Evidence that cells that made IFN-γ in response to ESAT-6 (1–20) or Ag85B (240–260) peptide as measured with the Elispot assay were CD4 T cells. Flow cytometric analysis (a) showing that magnetic depletion of lung cells treated with biotin-conjugated, anti-CD4 monoclonal antibody and then with streptavidin-coupled magnetic nanoparticles was approximately 95% successful at removing CD4 cells. Depletion of CD4 T cells (b) resulted in loss (open bars) of most cells capable of making IFN-γ (closed bars) in response to ESAT-6 and Ag85B peptide.

Figure 3

Changes against time of infection (a) in the log₁₀ copy number per lung of mRNA for esat6, fbpB and ftsZ, as quantified by real-time RT-PCR. Changes in the log10 CFU of M. tuberculosis are also shown.
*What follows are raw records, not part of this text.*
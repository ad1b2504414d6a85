#![allow(dead_code)]

use std::collections::VecDeque;
use tray_counter::{Blob, Channels, CounterError, Frame, FrameSource, ReadStatus, Reporter, Status};

pub const WIDTH: u32 = 128;
pub const HEIGHT: u32 = 96;
/// Side of one painted item. Its polygon area is 15 * 15 = 225, above the default 200.
pub const ITEM_SIDE: u32 = 16;

/// What the scripted camera produces on one read.
#[derive(Debug, Clone, Copy)]
pub enum Shot {
    /// A tray with this many bright items.
    Items(u32),
    /// Camera still warming up.
    Empty,
    /// A buffer that disagrees with its own geometry.
    Corrupt,
    /// The read itself fails.
    ReadError,
}

/// A camera that replays a fixed script, then keeps repeating its last shot.
pub struct ScriptedSource {
    shots: VecDeque<Shot>,
    last: Shot,
    dimensions: (u32, u32),
}

impl ScriptedSource {
    pub fn new(shots: impl IntoIterator<Item = Shot>) -> Self {
        Self {
            shots: shots.into_iter().collect(),
            last: Shot::Empty,
            dimensions: (WIDTH, HEIGHT),
        }
    }

    pub fn with_dimensions(mut self, width: u32, height: u32) -> Self {
        self.dimensions = (width, height);
        self
    }

    pub fn counts(counts: &[u32]) -> Self {
        Self::new(counts.iter().map(|&n| Shot::Items(n)))
    }
}

impl FrameSource for ScriptedSource {
    fn dimensions(&self) -> (u32, u32) {
        self.dimensions
    }

    fn read_into(&mut self, frame: &mut Frame) -> Result<ReadStatus, CounterError> {
        let shot = self.shots.pop_front().unwrap_or(self.last);
        self.last = shot;
        match shot {
            Shot::Items(n) => {
                paint_tray(frame, n);
                Ok(ReadStatus::Ready)
            }
            Shot::Empty => {
                frame.clear();
                Ok(ReadStatus::Empty)
            }
            Shot::Corrupt => {
                *frame = Frame::from_raw(WIDTH, HEIGHT, Channels::Rgba, vec![0; 10]);
                Ok(ReadStatus::Ready)
            }
            Shot::ReadError => Err(CounterError::ProcessingFault("device read failed".into())),
        }
    }
}

/// Paints `n` items on a dark tray, six to a row.
pub fn paint_tray(frame: &mut Frame, n: u32) {
    assert!(n <= 18, "the test tray holds at most 18 items");
    let data = frame.prepare(WIDTH, HEIGHT, Channels::Rgba);
    for px in data.chunks_exact_mut(4) {
        px.copy_from_slice(&[30, 28, 35, 255]);
    }
    for i in 0..n {
        let x0 = 2 + (i % 6) * 20;
        let y0 = 2 + (i / 6) * 30;
        for y in y0..y0 + ITEM_SIDE {
            for x in x0..x0 + ITEM_SIDE {
                let idx = ((y * WIDTH + x) * 4) as usize;
                data[idx..idx + 4].copy_from_slice(&[235, 220, 200, 255]);
            }
        }
    }
}

pub fn tray_frame(n: u32) -> Frame {
    let mut frame = Frame::empty();
    paint_tray(&mut frame, n);
    frame
}

/// Records everything shown to the user.
#[derive(Default)]
pub struct RecordingReporter {
    pub statuses: Vec<Status>,
    pub rendered_blob_counts: Vec<usize>,
    /// Close the surface after this many `is_open` checks.
    pub open_checks_left: Option<usize>,
    pub fail_renders: bool,
}

impl RecordingReporter {
    pub fn closing_after(checks: usize) -> Self {
        Self {
            open_checks_left: Some(checks),
            ..Self::default()
        }
    }

    pub fn status_texts(&self) -> Vec<&str> {
        self.statuses.iter().map(|s| s.text.as_str()).collect()
    }
}

impl Reporter for RecordingReporter {
    fn set_status(&mut self, status: &Status) {
        self.statuses.push(status.clone());
    }

    fn render_frame(&mut self, frame: &Frame, blobs: &[Blob]) -> Result<(), CounterError> {
        assert!(frame.is_ready());
        if self.fail_renders {
            return Err(CounterError::ProcessingFault("display lost".into()));
        }
        self.rendered_blob_counts.push(blobs.len());
        Ok(())
    }

    fn is_open(&mut self) -> bool {
        match self.open_checks_left.as_mut() {
            Some(0) => false,
            Some(left) => {
                *left -= 1;
                true
            }
            None => true,
        }
    }
}
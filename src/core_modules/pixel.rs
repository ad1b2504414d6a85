// THEORY (1D Pixel Heuristics):
// The `Pixel` module is the smallest unit of the counting system. It is a "dumb"
// data container for a single pixel plus the two single-pixel transforms the
// segmentation layer needs: a luminance value and an HSV triple. Neither reads a
// neighbor; anything spatial (blur, morphology, contours) lives in the Segmenter
// and BlobExtractor.
//
// Scales:
// - Luminance uses Rec. 601 weights on the raw 0..255 channels.
// - HSV follows the 8-bit convention camera tooling uses: hue is stored as
//   degrees / 2 (0..=179) so that it fits in a byte, saturation and value are
//   0..=255. Color-range bounds in the configuration are written in this scale.

pub mod pixel {
    pub type Channel = u8;
    pub type Luminance = f64;
    pub type Hue = f32;

    /// An 8-bit HSV triple in the byte-packed scale (H 0..=179, S/V 0..=255).
    #[derive(Debug, Clone, Copy, PartialEq, Eq)]
    pub struct Hsv {
        pub hue: u8,
        pub saturation: u8,
        pub value: u8,
    }

    /// A "dumb" data container representing a single RGBA pixel.
    #[derive(Debug, Clone, Copy, PartialEq, Eq, Default)]
    pub struct Pixel {
        pub red: Channel,
        pub green: Channel,
        pub blue: Channel,
        /// Carried through untouched; no heuristic reads it.
        pub alpha: Channel,
    }

    impl Pixel {
        pub fn new(red: Channel, green: Channel, blue: Channel, alpha: Channel) -> Self {
            Self {
                red,
                green,
                blue,
                alpha,
            }
        }

        /// Builds a pixel from an interleaved slice of 3 (RGB) or 4 (RGBA) bytes.
        /// Returns `None` for any other length.
        pub fn from_channels(bytes: &[u8]) -> Option<Self> {
            match *bytes {
                [r, g, b] => Some(Self::new(r, g, b, u8::MAX)),
                [r, g, b, a] => Some(Self::new(r, g, b, a)),
                _ => None,
            }
        }

        /// Luminance estimate (Rec. 601 luma): 0.299R + 0.587G + 0.114B.
        pub fn luminance(&self) -> Luminance {
            0.299_f64 * self.red as f64 + 0.587_f64 * self.green as f64 + 0.114_f64 * self.blue as f64
        }

        /// Luminance rounded to the nearest byte, as stored in a grayscale image.
        pub fn luma_byte(&self) -> u8 {
            self.luminance().round().clamp(0.0, 255.0) as u8
        }

        /// Hue angle in degrees [0, 360). Gray pixels (zero chroma) report 0.
        pub fn hue_degrees(&self) -> Hue {
            let red = self.red as f32 / 255.0;
            let green = self.green as f32 / 255.0;
            let blue = self.blue as f32 / 255.0;

            let maximum_channel = red.max(green.max(blue));
            let minimum_channel = red.min(green.min(blue));
            let chroma = maximum_channel - minimum_channel;

            if chroma <= 1e-6 {
                return 0.0;
            }

            let (base_difference, sector_offset) = if maximum_channel == red {
                (green - blue, 0.0)
            } else if maximum_channel == green {
                (blue - red, 2.0)
            } else {
                (red - green, 4.0)
            };

            let mut hue_degrees = (base_difference / chroma + sector_offset) * 60.0;
            if hue_degrees < 0.0 {
                hue_degrees += 360.0;
            }
            hue_degrees
        }

        /// Converts to the byte-packed HSV scale.
        pub fn hsv(&self) -> Hsv {
            let maximum_channel = self.red.max(self.green.max(self.blue));
            let minimum_channel = self.red.min(self.green.min(self.blue));

            let saturation = if maximum_channel == 0 {
                0
            } else {
                let chroma = (maximum_channel - minimum_channel) as f32;
                (255.0 * chroma / maximum_channel as f32).round() as u8
            };

            // 360 degrees maps onto 180, which wraps back to red.
            let half_hue = (self.hue_degrees() / 2.0).round() as u16;
            let hue = if half_hue >= 180 { 0 } else { half_hue as u8 };

            Hsv {
                hue,
                saturation,
                value: maximum_channel,
            }
        }
    }
}
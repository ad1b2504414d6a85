// THEORY:
// The `BlobFilter` turns a list of blobs into the single number the rest of the
// system cares about. Anything at or below `min_area` is sensor noise or a
// shadow fleck; anything at or above `max_area` is usually several touching
// items merged into one region, which would otherwise be counted as one.

use crate::config::AreaBounds;
use crate::core_modules::blob_extractor::Blob;

impl AreaBounds {
    /// True when `area` lies strictly inside the bounds.
    pub fn accepts(&self, area: f64) -> bool {
        area > self.min_area && self.max_area.is_none_or(|max_area| area < max_area)
    }
}

/// Number of blobs whose area is accepted by `bounds`.
pub fn count(blobs: &[Blob], bounds: &AreaBounds) -> u32 {
    blobs.iter().filter(|blob| bounds.accepts(blob.area)).count() as u32
}

/// The accepted blobs themselves, for annotation.
pub fn accepted<'a>(blobs: &'a [Blob], bounds: &'a AreaBounds) -> impl Iterator<Item = &'a Blob> + 'a {
    blobs.iter().filter(move |blob| bounds.accepts(blob.area))
}
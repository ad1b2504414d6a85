//! Counter configuration
//!
//! All tuning values live here. Every field has a default, so a JSON file only
//! needs to name what it changes.

use crate::error::CounterError;
use serde::{Deserialize, Serialize};
use std::path::Path;

/// Length of the stability window, in ticks.
pub const MAX_HISTORY: usize = 15;

/// Default tick cadence, roughly one display refresh at 30 Hz.
pub const DEFAULT_TICK_INTERVAL_MS: u64 = 33;

/// Top-level configuration for a counting session.
#[derive(Debug, Clone, PartialEq, Serialize, Deserialize)]
#[serde(default)]
pub struct CounterConfig {
    pub strategy: SegmentationStrategy,
    /// Accepted blob area range. `None` uses the strategy's default bounds.
    pub area: Option<AreaBounds>,
    /// Expected count. Only changes the status coloring, never the count.
    pub target_count: Option<u32>,
    pub tick_interval_ms: u64,
    /// Stop after this many ticks. `None` runs until the reporter closes.
    pub max_ticks: Option<u64>,
}

/// How a frame becomes a foreground mask.
#[derive(Debug, Clone, PartialEq, Serialize, Deserialize)]
#[serde(tag = "kind", rename_all = "snake_case")]
pub enum SegmentationStrategy {
    /// Luminance, optional blur, Otsu threshold.
    Intensity(IntensityParams),
    /// Inclusive HSV box.
    ColorRange(ColorRangeParams),
}

#[derive(Debug, Clone, Default, PartialEq, Serialize, Deserialize)]
#[serde(default)]
pub struct IntensityParams {
    /// Gaussian sigma applied before thresholding. `None` skips the blur.
    pub blur_sigma: Option<f32>,
    /// Treat pixels at or below the Otsu level as foreground (dark items on a light tray).
    pub invert: bool,
    /// Apply a 3x3 morphological opening to the mask.
    pub open: bool,
}

#[derive(Debug, Clone, PartialEq, Serialize, Deserialize)]
#[serde(default)]
pub struct ColorRangeParams {
    /// Inclusive lower bound as [hue, saturation, value], hue in 0..=179.
    pub lower: [u8; 3],
    /// Inclusive upper bound as [hue, saturation, value], hue in 0..=179.
    pub upper: [u8; 3],
    pub open: bool,
}

/// Blob size window. Both comparisons are strict.
#[derive(Debug, Clone, Copy, PartialEq, Serialize, Deserialize)]
pub struct AreaBounds {
    pub min_area: f64,
    #[serde(default)]
    pub max_area: Option<f64>,
}

impl Default for CounterConfig {
    fn default() -> Self {
        Self {
            strategy: SegmentationStrategy::default(),
            area: None,
            target_count: None,
            tick_interval_ms: DEFAULT_TICK_INTERVAL_MS,
            max_ticks: None,
        }
    }
}

impl Default for SegmentationStrategy {
    fn default() -> Self {
        SegmentationStrategy::Intensity(IntensityParams::default())
    }
}

impl Default for ColorRangeParams {
    fn default() -> Self {
        // Yellow candy on a neutral tray.
        Self {
            lower: [20, 100, 100],
            upper: [35, 255, 255],
            open: false,
        }
    }
}

impl SegmentationStrategy {
    /// Area bounds the strategy was tuned against.
    pub fn default_area_bounds(&self) -> AreaBounds {
        match self {
            SegmentationStrategy::Intensity(_) => AreaBounds {
                min_area: 200.0,
                max_area: None,
            },
            SegmentationStrategy::ColorRange(_) => AreaBounds {
                min_area: 120.0,
                max_area: Some(5000.0),
            },
        }
    }

    pub fn name(&self) -> &'static str {
        match self {
            SegmentationStrategy::Intensity(_) => "intensity",
            SegmentationStrategy::ColorRange(_) => "color_range",
        }
    }
}

impl CounterConfig {
    pub fn from_json_str(text: &str) -> Result<Self, CounterError> {
        let config: Self =
            serde_json::from_str(text).map_err(|e| CounterError::Config(e.to_string()))?;
        config.validate()?;
        Ok(config)
    }

    pub fn from_json_file(path: impl AsRef<Path>) -> Result<Self, CounterError> {
        let path = path.as_ref();
        let text = std::fs::read_to_string(path)
            .map_err(|e| CounterError::Config(format!("{}: {e}", path.display())))?;
        Self::from_json_str(&text)
    }

    /// The effective area bounds: explicit ones, or the strategy defaults.
    pub fn area_bounds(&self) -> AreaBounds {
        self.area
            .unwrap_or_else(|| self.strategy.default_area_bounds())
    }

    pub fn validate(&self) -> Result<(), CounterError> {
        if self.tick_interval_ms == 0 {
            return Err(CounterError::Config("tick_interval_ms must be positive".into()));
        }

        let bounds = self.area_bounds();
        if !bounds.min_area.is_finite() || bounds.min_area < 0.0 {
            return Err(CounterError::Config(format!(
                "min_area must be a non-negative number, got {}",
                bounds.min_area
            )));
        }
        if let Some(max_area) = bounds.max_area {
            if max_area.is_nan() || max_area <= bounds.min_area {
                return Err(CounterError::Config(format!(
                    "max_area ({max_area}) must exceed min_area ({})",
                    bounds.min_area
                )));
            }
        }

        match &self.strategy {
            SegmentationStrategy::Intensity(params) => {
                if let Some(sigma) = params.blur_sigma {
                    if !(sigma.is_finite() && sigma > 0.0) {
                        return Err(CounterError::Config(format!(
                            "blur_sigma must be positive, got {sigma}"
                        )));
                    }
                }
            }
            SegmentationStrategy::ColorRange(params) => {
                for (channel, (low, high)) in ["hue", "saturation", "value"]
                    .iter()
                    .zip(params.lower.iter().zip(params.upper.iter()))
                {
                    if low > high {
                        return Err(CounterError::Config(format!(
                            "{channel} lower bound {low} exceeds upper bound {high}"
                        )));
                    }
                }
                if params.upper[0] > 179 {
                    return Err(CounterError::Config(format!(
                        "hue upper bound {} is outside 0..=179",
                        params.upper[0]
                    )));
                }
            }
        }

        Ok(())
    }
}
The number of esat6 transcripts increased for the first 15 days of infection, and of fbpB and ftsZ for the first 20 days, after which transcript numbers declined briefly and then approximately stabilized. When transcripts of esat6, fbpB and ftsZ were expressed as copies per CFU of M. tuberculosis (b) the number of esat6 transcripts declined from 8·6 to 0·8 per CFU, of fbpB from 0·3 to 0·02 per CFU, and of ftsZ from 0·14 to 0·007. Therefore, most M. tuberculosis were not transcribing the latter two genes at any one time of infection, particularly after infection became stationary. Means ± SD for M. tuberculosis RNA from lungs of four or five mice per time-point.